In Deutschland will die Württembergische Gemeinde-Versicherung (WGV) aus Stuttgart etwas Ähnliches versuchen. Als Erstes startet sie mit der Verkehrssicherheitsstudie „young & safe“ ein Pilotprojekt mit 1.500 Fahranfängern. Es soll ihnen ein finanzielles Anreizsystem bieten, nicht schneller zu fahren als erlaubt. Die WGV bietet dafür um 30 Prozent niedrigere Prämien. Die technische Basis bildet eine im Auto eingebaute Freisprechanlage oder ein PDA von HP, in denen ein GPS-System integriert ist, das die Bewegungsdaten des Fahrzeuges erfasst. Die Kunden müssen zu der Freisprechanlage einmalig 500 Euro dazubezahlen.
15 Sekunden, um vom Gas zu gehen
Das in den Autos eingebaute Fahrerassistenzsystem überprüft die zulässige Geschwindigkeit und warnt bei Überschreitungen. Dann muss der Fahrer innerhalb von 15 Sekunden vom Gas gehen. Bei längerer Überschreitung der Höchstgeschwindigkeit wird auf der On Board Unit ein Minuspunkt inklusive zulässiger Höchstgeschwindigkeit und gefahrener Geschwindigkeit gespeichert. Das darf nur zwölfmal im Jahr passieren, denn beim dreizehnten Mal wird der gewährte Rabatt widerrufen. Während Datenschutz bei den britischen Nachbarn kein großes Thema ist, ist die "Big Brother"-Furcht hierzulande weit verbreitet. "In Deutschland ist die Verfolgung von Bewegungsmustern sehr kritisch. Wir haben deswegen alles gründlich mit den Datenschützern abgestimmt", sagt Achim Schweizer, Abteilungsleiter Kfz-Versicherungen bei der WGV. Deshalb werden die Maluspunkte nur auf der On Board Unit gespeichert und erst bei Überschreitung des Punktestandes verschlüsselt an die WGV weitergeleitet.
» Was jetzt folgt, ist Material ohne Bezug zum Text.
use crate::types::{Month, Season};

/// Maximum valid month (December)
pub const MAX_MONTH: u8 = 12;

/// Number of seasons in one cycle
pub const SEASON_COUNT: u8 = 4;
/// Northern and Southern seasons are this many steps apart
pub const HEMISPHERE_SHIFT: u8 = 2;

/// Canonical lowercase month names (index 0 is unused, months are 1-indexed)
pub const MONTH_NAMES: [&str; 13] = [
    "",
    "january",
    "february",
    "march",
    "april",
    "may",
    "june",
    "july",
    "august",
    "september",
    "october",
    "november",
    "december",
];

/// Northern hemisphere season for each month, January first
pub const NORTHERN_SEASONS: [Season; 12] = [
    Season::Winter, // January
    Season::Winter, // February
    Season::Spring, // March
    Season::Spring, // April
    Season::Spring, // May
    Season::Summer, // June
    Season::Summer, // July
    Season::Summer, // August
    Season::Autumn, // September
    Season::Autumn, // October
    Season::Autumn, // November
    Season::Winter, // December
];

/// Southern hemisphere season for each month, January first
pub const SOUTHERN_SEASONS: [Season; 12] = [
    Season::Summer, // January
    Season::Summer, // February
    Season::Autumn, // March
    Season::Autumn, // April
    Season::Autumn, // May
    Season::Winter, // June
    Season::Winter, // July
    Season::Winter, // August
    Season::Spring, // September
    Season::Spring, // October
    Season::Spring, // November
    Season::Summer, // December
];

/// One tip per season
pub const SEASON_TIPS: [(Season, &str); 4] = [
    (
        Season::Spring,
        "Start seeds indoors, prep beds, and feed the soil with compost.",
    ),
    (
        Season::Summer,
        "Keep up with watering, mulch to retain moisture, and watch for pests.",
    ),
    (
        Season::Autumn,
        "Plant cover crops, divide perennials, and gather leaves for mulch.",
    ),
    (
        Season::Winter,
        "Plan next year's garden, prune dormant shrubs, and clean your tools.",
    ),
];

/// Month-specific tips, written for the Northern calendar
pub const MONTH_TIPS: [(Month, &str); 12] = [
    (
        Month::January,
        "January: Browse seed catalogues and order early for the best choice.",
    ),
    (
        Month::February,
        "February: Chit seed potatoes and prune fruit trees while they sleep.",
    ),
    (
        Month::March,
        "March: Sow tomatoes and peppers indoors and top-dress beds with compost.",
    ),
    (
        Month::April,
        "April: Harden off seedlings and direct-sow peas, radish and lettuce.",
    ),
    (
        Month::May,
        "May: Plant out tender crops once the last frost has passed.",
    ),
    (
        Month::June,
        "June: Water deeply in the morning and stake tall plants.",
    ),
    (
        Month::July,
        "July: Deadhead flowers and harvest courgettes before they turn to marrows.",
    ),
    (
        Month::August,
        "August: Save seeds from your best plants and keep the greenhouse ventilated.",
    ),
    (
        Month::September,
        "September: Plant spring bulbs and sow green manure on empty beds.",
    ),
    (
        Month::October,
        "October: Lift and store root crops and rake leaves into leaf-mould bins.",
    ),
    (
        Month::November,
        "November: Plant bare-root trees and protect tender pots from frost.",
    ),
    (
        Month::December,
        "December: Clean and sharpen tools and check stored produce for rot.",
    ),
];

/// Tip used when no table entry matches
pub const FALLBACK_TIP: &str = "Keep an eye on your plants today.";

/// Season reported for unrecognized month names under the lenient policy
pub const FALLBACK_SEASON: Season = Season::Summer;

/// Prompt shown by the interactive mode
pub const MONTH_PROMPT: &str = "Which month is it? ";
Der Versicherungsnehmer kann jedoch jederzeit seinen Punktestand abrufen. Dieser wird vom Versicherungsnehmer angefordert und bei der nächsten Fahrzeugbewegung über den Betreiber aus der On Board Unit abgerufen. Der Versicherungsnehmer kann dann über seinen Schlüssel die Daten einsehen. Für Betreiber und Versicherung sind die Daten nicht lesbar
HP dient als Systemintegrator der fünf am System beteiligten Firmen. "Es ist ein völlig neues Geschäftsmodell für Versicherungen. Die Resonanz auf das Projekt ist sehr gut“, freut sich Uwe Krüger, Berater für Mobilty und Multimedia bei HP. PAYD ermöglicht durch die durchgängige elektronische Übermittlung aller relevanten Daten auch die Industrialisierung der Abläufe, bestätigt Detecon. Da die Fahrtdaten automatisch erfasst, übertragen und in Prämien umgerechnet werden, erwarten die Versicherungen sinkende Bearbeitungs- und Produktkosten. Und für die Versicherten liegt der Vorteil auf der Hand: Sie sind nicht mehr gezwungen, Fahrer mit hohen Risiken mitzufinanzieren, nur weil sie das gleiche demografische Profil aufweisen.